In spielen wie TotalWar ist dass nur oft leichter gesagt als getan und da stört Tearing immer, vor allem auf der Kampagnenkarte.


----------



## JoM79 (6. Juli 2018)

Auch mit nem 144Hz Monitor?


----------



## PCGH_Manu (6. Juli 2018)

JoM79 schrieb:


> Am idealsten ist es immer die volle Bildwiederholfrequenz auszunutzen.
> Bei niedrigen fps, ca 30-60, fand ich Gsync eher lästig.
> Oder anders herum, ich kauf mir keinen 144Hz Monitor um mit zB 53Hz bei 53fps rumzueiern.
> Lösung für mich war entweder Details runter oder auf Gsync verzichten.
> Da Gsync extra kostet, verzichte ich auch gern darauf.

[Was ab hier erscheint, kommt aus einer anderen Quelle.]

//! Rounded annular-sector geometry.
//!
//! Arcs are built in chart-local coordinates around the origin, in screen space (x right,
//! y down). An angle of `-π/2` points at 12 o'clock and increasing angles sweep clockwise.
//! Corners are rounded with the tangent-circle construction used by d3-shape's `arc`, which
//! shrinks the corner radius when a short sweep cannot fit two full caps.

use std::f64::consts::{FRAC_PI_2, PI, TAU};

use kurbo::{BezPath, Vec2};

/// Where progress arcs begin: 12 o'clock.
pub const PROGRESS_START_ANGLE: f64 = -FRAC_PI_2;
/// Background tracks sweep the full circle from here...
pub const TRACK_START_ANGLE: f64 = 0.0;
/// ...to here.
pub const TRACK_END_ANGLE: f64 = TAU;
/// Sweeps at or below this many radians produce an empty path.
pub const MIN_VISIBLE_SWEEP: f64 = 0.01;

const EPSILON: f64 = 1e-12;
// Max distance between a circular arc and its cubic approximation, in scene units.
const CURVE_TOLERANCE: f64 = 1e-3;

/// The inputs of one arc: radii, angles and the requested corner radius.
#[derive(Clone, Copy, Debug, PartialEq, serde::Serialize)]
pub struct ArcSpec {
    /// Inner radius in scene units.
    pub inner_radius: f64,
    /// Outer radius in scene units.
    pub outer_radius: f64,
    /// Start angle in radians.
    pub start_angle: f64,
    /// End angle in radians.
    pub end_angle: f64,
    /// Requested corner radius; may be reduced while drawing so the caps fit.
    pub corner_radius: f64,
}

impl ArcSpec {
    /// Creates an arc spec with an explicit corner radius.
    pub fn new(
        inner_radius: f64,
        outer_radius: f64,
        start_angle: f64,
        end_angle: f64,
        corner_radius: f64,
    ) -> Self {
        Self {
            inner_radius,
            outer_radius,
            start_angle,
            end_angle,
            corner_radius,
        }
    }

    /// Creates an arc spec with fully rounded caps (`corner = thickness / 2`).
    pub fn rounded(inner_radius: f64, outer_radius: f64, start_angle: f64, end_angle: f64) -> Self {
        Self::new(
            inner_radius,
            outer_radius,
            start_angle,
            end_angle,
            rounded_corner_radius(inner_radius, outer_radius),
        )
    }

    /// Signed angular extent of the arc.
    pub fn sweep(&self) -> f64 {
        self.end_angle - self.start_angle
    }

    /// Builds the SVG path data for this arc.
    pub fn path(&self) -> ArcPath {
        arc_path(
            self.inner_radius,
            self.outer_radius,
            self.start_angle,
            self.end_angle,
            self.corner_radius,
        )
    }
}

/// Corner radius giving fully rounded caps for a ring of the given radii.
pub fn rounded_corner_radius(inner_radius: f64, outer_radius: f64) -> f64 {
    (outer_radius - inner_radius) / 2.0
}

/// SVG path data (`d` attribute) for an arc. Empty when nothing is visible.
#[derive(Clone, Debug, Default, PartialEq, Eq, Hash, serde::Serialize)]
#[serde(transparent)]
pub struct ArcPath(String);

impl ArcPath {
    /// The empty path.
    pub fn empty() -> Self {
        Self(String::new())
    }

    /// Whether the path draws nothing.
    pub fn is_empty(&self) -> bool {
        self.0.is_empty()
    }

    /// Path data as a string slice.
    pub fn as_str(&self) -> &str {
        &self.0
    }
}

impl std::fmt::Display for ArcPath {
    fn fmt(&self, f: &mut std::fmt::Formatter<'_>) -> std::fmt::Result {
        f.write_str(&self.0)
    }
}

/// Converts an arc description into SVG path data.
///
/// Returns an empty path when `end_angle - start_angle <= 0.01` (including negative and
/// NaN sweeps), or when the outer radius is not positive. Sweeps of a full turn or more
/// render as a complete annulus. Same inputs always give the same string.
pub fn arc_path(
    inner_radius: f64,
    outer_radius: f64,
    start_angle: f64,
    end_angle: f64,
    corner_radius: f64,
) -> ArcPath {
    match arc_bez_path(
        inner_radius,
        outer_radius,
        start_angle,
        end_angle,
        corner_radius,
    ) {
        Some(path) => ArcPath(path.to_svg()),
        None => ArcPath::empty(),
    }
}

/// Same as [`arc_path`] but returns the `kurbo` path, or `None` when nothing is visible.
pub fn arc_bez_path(
    inner_radius: f64,
    outer_radius: f64,
    start_angle: f64,
    end_angle: f64,
    corner_radius: f64,
) -> Option<BezPath> {
    let sweep = end_angle - start_angle;
    if !(sweep > MIN_VISIBLE_SWEEP) {
        return None;
    }

    let (mut r0, mut r1) = (inner_radius, outer_radius);
    if r1 < r0 {
        std::mem::swap(&mut r0, &mut r1);
    }
    if !(r1 > EPSILON) {
        return None;
    }

    let a0 = start_angle;
    let a1 = end_angle;
    let cw = a1 > a0;
    let mut w = PathWriter::default();

    if sweep > TAU - EPSILON {
        // Full annulus: outer and inner circles wound in opposite directions.
        w.move_to(polar(r1, a0));
        w.arc(Vec2::ZERO, r1, a0, a0 + TAU, !cw);
        if r0 > EPSILON {
            w.move_to(polar(r0, a0));
            w.arc(Vec2::ZERO, r0, a0 + TAU, a0, cw);
        }
        w.close();
        return Some(w.finish());
    }

    let rc = ((r1 - r0).abs() / 2.0).min(corner_radius);
    let (mut rc0, mut rc1) = (rc, rc);

    let p01 = polar(r1, a0);
    let p10 = polar(r0, a1);
    let p11 = polar(r1, a1);
    let p00 = polar(r0, a0);

    if rc > EPSILON && sweep < PI {
        // Short sweeps: the caps would overlap, so fit the corner circles into the wedge.
        match intersect(p01, p00, p11, p10) {
            Some(oc) => {
                let a = p01 - oc;
                let b = p11 - oc;
                let cos = (a.dot(b) / (a.hypot() * b.hypot())).clamp(-1.0, 1.0);
                let kc = 1.0 / (cos.acos() / 2.0).sin();
                let lc = oc.hypot();
                rc0 = rc.min((r0 - lc) / (kc - 1.0));
                rc1 = rc.min((r1 - lc) / (kc + 1.0));
            }
            None => {
                rc0 = 0.0;
                rc1 = 0.0;
            }
        }
    }

    if rc1 > EPSILON {
        let t0 = corner_tangents(p00, p01, r1, rc1, cw);
        let t1 = corner_tangents(p11, p10, r1, rc1, cw);
        w.move_to(t0.center + t0.to_edge);
        if rc1 < rc {
            w.arc(t0.center, rc1, t0.to_edge.atan2(), t1.to_edge.atan2(), !cw);
        } else {
            w.arc(t0.center, rc1, t0.to_edge.atan2(), t0.to_rim.atan2(), !cw);
            w.arc(
                Vec2::ZERO,
                r1,
                (t0.center + t0.to_rim).atan2(),
                (t1.center + t1.to_rim).atan2(),
                !cw,
            );
            w.arc(t1.center, rc1, t1.to_rim.atan2(), t1.to_edge.atan2(), !cw);
        }
    } else {
        w.move_to(p01);
        w.arc(Vec2::ZERO, r1, a0, a1, !cw);
    }

    if !(r0 > EPSILON) {
        w.line_to(p10);
    } else if rc0 > EPSILON {
        let t0 = corner_tangents(p10, p11, r0, -rc0, cw);
        let t1 = corner_tangents(p01, p00, r0, -rc0, cw);
        w.line_to(t0.center + t0.to_edge);
        if rc0 < rc {
            w.arc(t0.center, rc0, t0.to_edge.atan2(), t1.to_edge.atan2(), !cw);
        } else {
            w.arc(t0.center, rc0, t0.to_edge.atan2(), t0.to_rim.atan2(), !cw);
            w.arc(
                Vec2::ZERO,
                r0,
                (t0.center + t0.to_rim).atan2(),
                (t1.center + t1.to_rim).atan2(),
                cw,
            );
            w.arc(t1.center, rc0, t1.to_rim.atan2(), t1.to_edge.atan2(), !cw);
        }
    } else {
        w.arc(Vec2::ZERO, r0, a1, a0, cw);
    }

    w.close();
    Some(w.finish())
}

/// Whether `offset` (relative to the ring center) lies on the ring band.
pub fn annulus_contains(offset: Vec2, inner_radius: f64, outer_radius: f64) -> bool {
    let d = offset.hypot();
    d >= inner_radius.min(outer_radius) && d <= inner_radius.max(outer_radius)
}

fn polar(r: f64, angle: f64) -> Vec2 {
    Vec2::new(r * angle.cos(), r * angle.sin())
}

fn intersect(p0: Vec2, p1: Vec2, p2: Vec2, p3: Vec2) -> Option<Vec2> {
    let d10 = p1 - p0;
    let d32 = p3 - p2;
    let denom = d32.y * d10.x - d32.x * d10.y;
    if denom * denom < EPSILON {
        return None;
    }
    let t = (d32.x * (p0.y - p2.y) - d32.y * (p0.x - p2.x)) / denom;
    Some(p0 + d10 * t)
}

struct CornerTangent {
    center: Vec2,
    // From the corner center to the tangent point on the radial edge.
    to_edge: Vec2,
    // From the corner center to the tangent point on the rim circle.
    to_rim: Vec2,
}

fn corner_tangents(p0: Vec2, p1: Vec2, r1: f64, rc: f64, cw: bool) -> CornerTangent {
    let d01 = p0 - p1;
    let lo = (if cw { rc } else { -rc }) / d01.hypot();
    let offset = Vec2::new(lo * d01.y, -lo * d01.x);
    let q11 = p0 + offset;
    let q10 = p1 + offset;
    let mid = (q11 + q10) / 2.0;
    let d = q10 - q11;
    let d2 = d.hypot2();
    let r = r1 - rc;
    let cross = q11.x * q10.y - q10.x * q11.y;
    let disc = (if d.y < 0.0 { -1.0 } else { 1.0 }) * (r * r * d2 - cross * cross).max(0.0).sqrt();
    let c0 = Vec2::new(
        (cross * d.y - d.x * disc) / d2,
        (-cross * d.x - d.y * disc) / d2,
    );
    let c1 = Vec2::new(
        (cross * d.y + d.x * disc) / d2,
        (-cross * d.x + d.y * disc) / d2,
    );
    let center = if (c0 - mid).hypot2() > (c1 - mid).hypot2() {
        c1
    } else {
        c0
    };
    CornerTangent {
        center,
        to_edge: -offset,
        to_rim: center * (r1 / r - 1.0),
    }
}

/// Minimal pen over `BezPath` with canvas-style `arc` semantics: the arc starts with a
/// line from the current point, and `ccw` selects a decreasing-angle sweep.
#[derive(Default)]
struct PathWriter {
    path: BezPath,
    current: Option<Vec2>,
}

impl PathWriter {
    fn move_to(&mut self, p: Vec2) {
        self.path.move_to(p.to_point());
        self.current = Some(p);
    }

    fn line_to(&mut self, p: Vec2) {
        if self.current.is_none() {
            self.move_to(p);
            return;
        }
        self.path.line_to(p.to_point());
        self.current = Some(p);
    }

    fn arc(&mut self, center: Vec2, r: f64, a0: f64, a1: f64, ccw: bool) {
        let start = center + polar(r, a0);
        match self.current {
            None => self.move_to(start),
            Some(cur) if (cur - start).hypot2() > EPSILON => self.line_to(start),
            Some(_) => {}
        }
        if r <= 0.0 {
            return;
        }

        let mut da = if ccw { a0 - a1 } else { a1 - a0 };
        if da < 0.0 {
            da = da % TAU + TAU;
        }
        let extent = if da > TAU - EPSILON {
            TAU
        } else if da > EPSILON {
            da
        } else {
            return;
        };
        let sweep = if ccw { -extent } else { extent };

        let arc = kurbo::Arc::new(
            center.to_point(),
            Vec2::new(r, r),
            a0,
            sweep,
            0.0,
        );
        self.path.extend(arc.append_iter(CURVE_TOLERANCE));
        self.current = Some(center + polar(r, a0 + sweep));
    }

    fn close(&mut self) {
        self.path.close_path();
    }

    fn finish(self) -> BezPath {
        self.path
    }
}

#[cfg(test)]
#[path = "../../tests/unit/geometry/arc.rs"]
mod tests;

Halte ich für ganz falsch. Was bringt dir die volle Frequenz, wenn sie nicht synchron ist? Synchrone 53 Hz bei 53 Fps sind noch immer besser als asynchrone 144 Hz, weil per Sync das Tearing weg ist, was ja Sinn der Sache ist. Gerade bei zweistelligen, niedrigen Frameraten lohnt sich Sync, weil hier das Tearing besonders stark ist. Ob es sich lohnt, ist natürlich subjektiv...


----------



## Gurdi (6. Juli 2018)

JoM79 schrieb:


> Auch mit nem 144Hz Monitor?



Ja ist trotzdem deutlich sichtbar und stört. Ich hab beide Varianten getestet und muss sagen dass Sync schon deutlich angenehmer anzuschauen ist. Auch hohe Fps bringe da nicht viel, da du bei solchen Spielen deine Aufmerksamkeit oft auf einem wenig bewegten oder Standbild hast.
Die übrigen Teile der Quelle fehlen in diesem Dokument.